Library Comparison

A comparison of Elixir character encoding libraries: encoding_rs, codepagex, and iconv.

Feature Comparison

Feature	encoding_rs	codepagex	iconv
Implementation	Rust NIF	Pure Elixir	Erlang NIF (C)
Encoding Support	40 encodings, 200+ aliases (WHATWG)	~50	System-dependent
Streaming API	✅ Yes	❌ No	❌ No
Batch Operations	✅ Yes	❌ No	❌ No
BOM Detection	✅ Yes	❌ No	❌ No
Precompiled Binaries	✅ Yes	N/A	❌ No
Native Dependencies	Optional (Rust)	None	Required (libiconv)
WHATWG Compliant	✅ Yes	❌ No	❌ No
Dirty Scheduler Support	✅ Yes	N/A	❌ No

Benchmark Results

Run the benchmarks yourself by temporarily adding these dev dependencies to mix.exs:

# In deps(), add:
{:benchee, "~> 1.0", only: :dev},
{:benchee_html, "~> 1.0", only: :dev},
{:codepagex, "~> 0.1", only: :dev},
{:iconv, "~> 1.0", only: :dev}

Then run:

mix deps.get
mix run bench/comparison_bench.exs
open bench/output/*.html  # View interactive HTML reports

Methodology

Library versions tested: encoding_rs 0.2.0, codepagex 0.1.13, iconv 1.0.14

The benchmarks use encoding-specific character sets to ensure fair comparison:

iso-8859-1: 60% ASCII + 40% Latin-1 supplement (accented chars)
shift_jis: 40% ASCII + 30% Hiragana + 30% Katakana
utf-16le: 40% ASCII + 20% Latin-1 + 20% Hiragana + 20% CJK

This ensures all characters can be encoded without replacement, exercising realistic code paths.

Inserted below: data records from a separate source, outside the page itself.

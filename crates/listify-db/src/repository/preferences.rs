//! # Preferences Repository
//!
//! Key-value settings, used for the custom unit and category catalogues.
//!
//! ```text
//! preferences
//! ┌───────────────────┬──────────────────────────┐
//! │ key               │ value                    │
//! ├───────────────────┼──────────────────────────┤
//! │ custom_units      │ jar,tin,bottle           │
//! │ custom_categories │ Pets,Garden              │
//! └───────────────────┴──────────────────────────┘
//! ```
//!
//! Callers validate entries (see `listify_core::validation`) before adding;
//! this layer stores whatever it is given.

use sqlx::SqlitePool;
use tracing::debug;

use crate::error::DbResult;
use crate::notify::{ChangeNotifier, Table};
use listify_core::catalog::{self, CatalogKind};

/// Repository for user preferences.
#[derive(Debug, Clone)]
pub struct PreferencesRepository {
    pool: SqlitePool,
    notifier: ChangeNotifier,
}

impl PreferencesRepository {
    /// Creates a new PreferencesRepository.
    pub fn new(pool: SqlitePool, notifier: ChangeNotifier) -> Self {
        PreferencesRepository { pool, notifier }
    }

    // =========================================================================
    // Raw Key-Value Access
    // =========================================================================

    /// Reads a value.
    pub async fn get(&self, key: &str) -> DbResult<Option<String>> {
        let value: Option<String> =
            sqlx::query_scalar("SELECT value FROM preferences WHERE key = ?1")
                .bind(key)
                .fetch_optional(&self.pool)
                .await?;

        Ok(value)
    }

    /// Writes a value, replacing any previous one.
    pub async fn set(&self, key: &str, value: &str) -> DbResult<()> {
        debug!(key = %key, "Writing preference");

        sqlx::query(
            r#"
            INSERT INTO preferences (key, value) VALUES (?1, ?2)
            ON CONFLICT(key) DO UPDATE SET value = excluded.value
            "#,
        )
        .bind(key)
        .bind(value)
        .execute(&self.pool)
        .await?;

        self.notifier.notify(Table::Preferences);
        Ok(())
    }

    // =========================================================================
    // Catalogues
    // =========================================================================

    /// Custom entries of one catalogue, in the order they were added.
    pub async fn custom_entries(&self, kind: CatalogKind) -> DbResult<Vec<String>> {
        let stored = self.get(kind.preference_key()).await?.unwrap_or_default();
        Ok(catalog::parse_entries(&stored))
    }

    /// Adds a custom entry unless it is already there.
    ///
    /// ## Returns
    /// Whether the entry was added.
    pub async fn add_custom_entry(&self, kind: CatalogKind, entry: &str) -> DbResult<bool> {
        let mut entries = self.custom_entries(kind).await?;
        if !catalog::add_entry(&mut entries, entry) {
            return Ok(false);
        }

        self.set(kind.preference_key(), &catalog::join_entries(&entries))
            .await?;
        Ok(true)
    }

    /// Removes a custom entry.
    ///
    /// ## Returns
    /// Whether anything was removed.
    pub async fn delete_custom_entry(&self, kind: CatalogKind, entry: &str) -> DbResult<bool> {
        let mut entries = self.custom_entries(kind).await?;
        if !catalog::remove_entry(&mut entries, entry) {
            return Ok(false);
        }

        self.set(kind.preference_key(), &catalog::join_entries(&entries))
            .await?;
        Ok(true)
    }

    /// Built-in entries followed by custom ones, without duplicates.
    pub async fn all_entries(&self, kind: CatalogKind) -> DbResult<Vec<String>> {
        let custom = self.custom_entries(kind).await?;
        Ok(catalog::merge_with_defaults(kind, &custom))
    }

    /// Custom units.
    pub async fn custom_units(&self) -> DbResult<Vec<String>> {
        self.custom_entries(CatalogKind::Unit).await
    }

    /// Adds a custom unit.
    pub async fn add_custom_unit(&self, unit: &str) -> DbResult<bool> {
        self.add_custom_entry(CatalogKind::Unit, unit).await
    }

    /// Removes a custom unit.
    pub async fn delete_custom_unit(&self, unit: &str) -> DbResult<bool> {
        self.delete_custom_entry(CatalogKind::Unit, unit).await
    }

    /// Default units followed by custom ones.
    pub async fn all_units(&self) -> DbResult<Vec<String>> {
        self.all_entries(CatalogKind::Unit).await
    }

    /// Custom categories.
    pub async fn custom_categories(&self) -> DbResult<Vec<String>> {
        self.custom_entries(CatalogKind::Category).await
    }

    /// Adds a custom category.
    pub async fn add_custom_category(&self, category: &str) -> DbResult<bool> {
        self.add_custom_entry(CatalogKind::Category, category).await
    }

    /// Removes a custom category.
    pub async fn delete_custom_category(&self, category: &str) -> DbResult<bool> {
        self.delete_custom_entry(CatalogKind::Category, category)
            .await
    }

    /// All categories the user defined (there are no built-in ones).
    pub async fn all_categories(&self) -> DbResult<Vec<String>> {
        self.all_entries(CatalogKind::Category).await
    }
}
impl ShoppingSession {
    /// Creates a session with no filter, category or search selected.
    pub fn new(engine: ListSyncEngine) -> Self {
        let (filter_tx, _) = watch::channel(FilterType::All);
        let (category_tx, _) = watch::channel(None);
        let (search_tx, _) = watch::channel(String::new());

        ShoppingSession {
            engine,
            filter_tx,
            category_tx,
            search_tx,
        }
    }

    pub fn engine(&self) -> &ListSyncEngine {
        &self.engine
    }

    // =========================================================================
    // Selections
    // =========================================================================

    pub fn set_filter(&self, filter: FilterType) {
        self.filter_tx.send_replace(filter);
    }

    /// Restricts the items to one category, or clears it with `None`.
    pub fn set_category(&self, category: Option<String>) {
        self.category_tx.send_replace(category);
    }

    pub fn set_search_query(&self, query: impl Into<String>) {
        self.search_tx.send_replace(query.into());
    }

    // =========================================================================
    // Combined State
    // =========================================================================

    /// Subscribes to the combined screen state.
    ///
    /// The receiver holds the current state immediately and is updated
    /// whenever an item, list, or selection changes. Bursts of changes may
    /// be delivered as one update. Dropping the receiver stops the
    /// background task and the live queries it holds.
    pub async fn state(&self) -> watch::Receiver<ShoppingUiState> {
        let db = self.engine.database();

        let mut items = db.items().observe(ItemFilter::All).await;
        let mut categories = db.items().observe_categories().await;
        let mut saved_lists = db.lists().observe_all().await;
        let mut active_list = db.lists().observe_active().await;
        let mut filter = self.filter_tx.subscribe();
        let mut category = self.category_tx.subscribe();
        let mut search = self.search_tx.subscribe();

        let initial = compose(
            &mut items,
            &mut categories,
            &mut saved_lists,
            &mut active_list,
            &mut filter,
            &mut category,
            &mut search,
        );
        let (tx, rx) = watch::channel(initial);

        tokio::spawn(async move {
            loop {
                let alive = tokio::select! {
                    _ = tx.closed() => false,
                    r = items.changed() => r.is_ok(),
                    r = categories.changed() => r.is_ok(),
                    r = saved_lists.changed() => r.is_ok(),
                    r = active_list.changed() => r.is_ok(),
                    r = filter.changed() => r.is_ok(),
                    r = category.changed() => r.is_ok(),
                    r = search.changed() => r.is_ok(),
                };

                if !alive {
                    break;
                }

                let state = compose(
                    &mut items,
                    &mut categories,
                    &mut saved_lists,
                    &mut active_list,
                    &mut filter,
                    &mut category,
                    &mut search,
                );

                if tx.send(state).is_err() {
                    break;
                }
            }

            debug!("Session state stopped");
        });

        rx
    }

    // =========================================================================
    // Item Commands
    // =========================================================================

    pub async fn add_item(&self, item: NewItem) {
        if let Err(e) = self.engine.add_item(item).await {
            warn!(error = %e, "Failed to add item");
        }
    }

    pub async fn toggle_bought(&self, item: &ShoppingItem) {
        if let Err(e) = self.engine.toggle_bought(item).await {
            warn!(id = item.id, error = %e, "Failed to toggle item");
        }
    }

    /// Deletes an item. Keep `item` around to offer an undo.
    pub async fn delete_item(&self, item: &ShoppingItem) {
        if let Err(e) = self.engine.delete_item(item.id).await {
            warn!(id = item.id, error = %e, "Failed to delete item");
        }
    }

    pub async fn undo_delete(&self, item: &ShoppingItem) {
        if let Err(e) = self.engine.undo_delete(item).await {
            warn!(id = item.id, error = %e, "Failed to restore item");
        }
    }

    // =========================================================================
    // List Commands
    // =========================================================================

    /// Saves the selected items as a new list.
    ///
    /// ## Errors
    /// * "No items to save" - `items` was empty
    /// * "Failed to save list" - The store returned no usable id
    /// * Anything else - The underlying error's message
    pub async fn save_current_list(&self, name: &str, items: &[ShoppingItem]) -> CommandResult {
        match self.engine.save_current_selection(name, items).await {
            Ok(list_id) if list_id > 0 => Ok(()),
            Ok(list_id) => {
                warn!(list_id, "Save returned an invalid list id");
                Err(CommandError::internal(SAVE_FAILED_MESSAGE))
            }
            Err(e) => Err(e.into()),
        }
    }

    /// Loads a saved list into the live items. An unknown list is a no-op.
    pub async fn load_list(&self, list_id: i64) -> CommandResult {
        match self.engine.load_list(list_id).await? {
            LoadOutcome::Loaded { .. } => {}
            LoadOutcome::NotFound => debug!(list_id, "Nothing to load"),
        }
        Ok(())
    }

    /// Removes a loaded list's items. An unknown or inactive list is a no-op.
    pub async fn unload_list(&self, list_id: i64) -> CommandResult {
        match self.engine.unload_list(list_id).await? {
            UnloadOutcome::Unloaded { .. } => {}
            other => debug!(list_id, ?other, "Nothing to unload"),
        }
        Ok(())
    }

    pub async fn delete_list(&self, list_id: i64) -> CommandResult {
        self.engine.delete_list(list_id).await?;
        Ok(())
    }

    pub async fn rename_list(&self, list_id: i64, new_name: &str) -> CommandResult {
        self.engine.rename_list(list_id, new_name).await?;
        Ok(())
    }
}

Expected Performance Characteristics

encoding_rs: Fastest across all input sizes due to Rust's SIMD optimizations. Uses dirty schedulers for large data to avoid blocking the BEAM.
codepagex: Competitive for small inputs (~100 bytes) where NIF call overhead is significant. Slower for larger data due to pure Elixir implementation.
iconv: Consistently slower than encoding_rs. C implementation adds more overhead than Rust NIF approach.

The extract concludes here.